* Work instruction: Take the material below and output exactly the run of lines from the one containing "const MEDICARE_OUT_OF_POCKET: f64 = 2_000.0;" down to the one containing "u32, benchmark_premium: f64)", with both included.
++++
use super::types::HealthcareCostEntry;

pub const DEFAULT_MEDICARE_AGE: u32 = 65;
pub const DEFAULT_BENCHMARK_PREMIUM: f64 = 8_000.0;

const PRE_MEDICARE_COSTS: [(u32, HealthcareCostEntry); 10] = [
    (55, cost(8_000.0, 3_000.0)),
    (56, cost(8_200.0, 3_100.0)),
    (57, cost(8_400.0, 3_200.0)),
    (58, cost(8_600.0, 3_300.0)),
    (59, cost(8_800.0, 3_400.0)),
    (60, cost(9_200.0, 3_600.0)),
    (61, cost(9_600.0, 3_800.0)),
    (62, cost(10_000.0, 4_000.0)),
    (63, cost(10_500.0, 4_200.0)),
    (64, cost(11_000.0, 4_500.0)),
];

const FALLBACK_LOWER_ANCHOR: f64 = 11_000.0;
const FALLBACK_UPPER_ANCHOR: f64 = 15_500.0;

const MEDICARE_PART_B_MONTHLY: f64 = 174.70;
const MEDICARE_PART_D_MONTHLY: f64 = 50.0;
const MEDIGAP_MONTHLY: f64 = 150.0;
const MEDICARE_OUT_OF_POCKET: f64 = 2_000.0;

// 2024 poverty guideline, 48 contiguous states.
const FPL_FIRST_PERSON: f64 = 15_060.0;
const FPL_ADDITIONAL_PERSON: f64 = 5_380.0;
const SUBSIDY_CUTOFF_PCT_FPL: f64 = 400.0;

const fn cost(premium: f64, out_of_pocket: f64) -> HealthcareCostEntry {
    HealthcareCostEntry {
        premium,
        out_of_pocket,
        total: premium + out_of_pocket,
    }
}

pub fn pre_medicare_cost_entry(age: u32) -> Option<HealthcareCostEntry> {
    PRE_MEDICARE_COSTS
        .iter()
        .find(|(entry_age, _)| *entry_age == age)
        .map(|(_, entry)| *entry)
}

pub fn medicare_annual_cost() -> f64 {
    (MEDICARE_PART_B_MONTHLY + MEDICARE_PART_D_MONTHLY + MEDIGAP_MONTHLY) * 12.0
        + MEDICARE_OUT_OF_POCKET
}

/// Ages off the table interpolate between the surrounding multiples of five,
/// using the fallback anchors where the table has no entry.
pub fn calculate_healthcare_costs(age: u32, medicare_age: u32) -> f64 {
    if age >= medicare_age {
        return medicare_annual_cost();
    }
    if let Some(entry) = pre_medicare_cost_entry(age) {
        return entry.total;
    }

    let lower_age = (age / 5) * 5;
    let upper_age = lower_age + 5;
    let lower_cost = pre_medicare_cost_entry(lower_age)
        .map(|entry| entry.total)
        .unwrap_or(FALLBACK_LOWER_ANCHOR);
    let upper_cost = pre_medicare_cost_entry(upper_age)
        .map(|entry| entry.total)
        .unwrap_or(FALLBACK_UPPER_ANCHOR);

    lower_cost + (upper_cost - lower_cost) * ((age - lower_age) as f64 / 5.0)
}

pub fn federal_poverty_level(household_size: u32) -> f64 {
    FPL_FIRST_PERSON + household_size.saturating_sub(1) as f64 * FPL_ADDITIONAL_PERSON
}

/// Expected contribution as a percent of income, by income as percent of FPL.
fn expected_contribution_percent(pct_fpl: f64) -> f64 {
    if pct_fpl <= 150.0 {
        0.0
    } else if pct_fpl <= 200.0 {
        (pct_fpl - 150.0) / 50.0 * 2.0
    } else if pct_fpl <= 250.0 {
        2.0 + (pct_fpl - 200.0) / 50.0 * 2.0
    } else if pct_fpl <= 300.0 {
        4.0 + (pct_fpl - 250.0) / 50.0 * 2.0
    } else {
        6.0 + ((pct_fpl - 300.0) / 100.0 * 2.5).min(2.5)
    }
}

pub fn calculate_aca_subsidy(annual_income: f64, household_size: u32, benchmark_premium: f64) -> f64 {
    let fpl = federal_poverty_level(household_size);
    let pct_fpl = annual_income / fpl * 100.0;
    if pct_fpl >= SUBSIDY_CUTOFF_PCT_FPL {
        return 0.0;
    }

    let expected_contribution = annual_income * expected_contribution_percent(pct_fpl) / 100.0;
    (benchmark_premium - expected_contribution).max(0.0)
}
++++
* Completed task:
const MEDICARE_OUT_OF_POCKET: f64 = 2_000.0;

// 2024 poverty guideline, 48 contiguous states.
const FPL_FIRST_PERSON: f64 = 15_060.0;
const FPL_ADDITIONAL_PERSON: f64 = 5_380.0;
const SUBSIDY_CUTOFF_PCT_FPL: f64 = 400.0;

const fn cost(premium: f64, out_of_pocket: f64) -> HealthcareCostEntry {
    HealthcareCostEntry {
        premium,
        out_of_pocket,
        total: premium + out_of_pocket,
    }
}

pub fn pre_medicare_cost_entry(age: u32) -> Option<HealthcareCostEntry> {
    PRE_MEDICARE_COSTS
        .iter()
        .find(|(entry_age, _)| *entry_age == age)
        .map(|(_, entry)| *entry)
}

pub fn medicare_annual_cost() -> f64 {
    (MEDICARE_PART_B_MONTHLY + MEDICARE_PART_D_MONTHLY + MEDIGAP_MONTHLY) * 12.0
        + MEDICARE_OUT_OF_POCKET
}

/// Ages off the table interpolate between the surrounding multiples of five,
/// using the fallback anchors where the table has no entry.
pub fn calculate_healthcare_costs(age: u32, medicare_age: u32) -> f64 {
    if age >= medicare_age {
        return medicare_annual_cost();
    }
    if let Some(entry) = pre_medicare_cost_entry(age) {
        return entry.total;
    }

    let lower_age = (age / 5) * 5;
    let upper_age = lower_age + 5;
    let lower_cost = pre_medicare_cost_entry(lower_age)
        .map(|entry| entry.total)
        .unwrap_or(FALLBACK_LOWER_ANCHOR);
    let upper_cost = pre_medicare_cost_entry(upper_age)
        .map(|entry| entry.total)
        .unwrap_or(FALLBACK_UPPER_ANCHOR);

    lower_cost + (upper_cost - lower_cost) * ((age - lower_age) as f64 / 5.0)
}

pub fn federal_poverty_level(household_size: u32) -> f64 {
    FPL_FIRST_PERSON + household_size.saturating_sub(1) as f64 * FPL_ADDITIONAL_PERSON
}

/// Expected contribution as a percent of income, by income as percent of FPL.
fn expected_contribution_percent(pct_fpl: f64) -> f64 {
    if pct_fpl <= 150.0 {
        0.0
    } else if pct_fpl <= 200.0 {
        (pct_fpl - 150.0) / 50.0 * 2.0
    } else if pct_fpl <= 250.0 {
        2.0 + (pct_fpl - 200.0) / 50.0 * 2.0
    } else if pct_fpl <= 300.0 {
        4.0 + (pct_fpl - 250.0) / 50.0 * 2.0
    } else {
        6.0 + ((pct_fpl - 300.0) / 100.0 * 2.5).min(2.5)
    }
}

pub fn calculate_aca_subsidy(annual_income: f64, household_size: u32, benchmark_premium: f64) -> f64 {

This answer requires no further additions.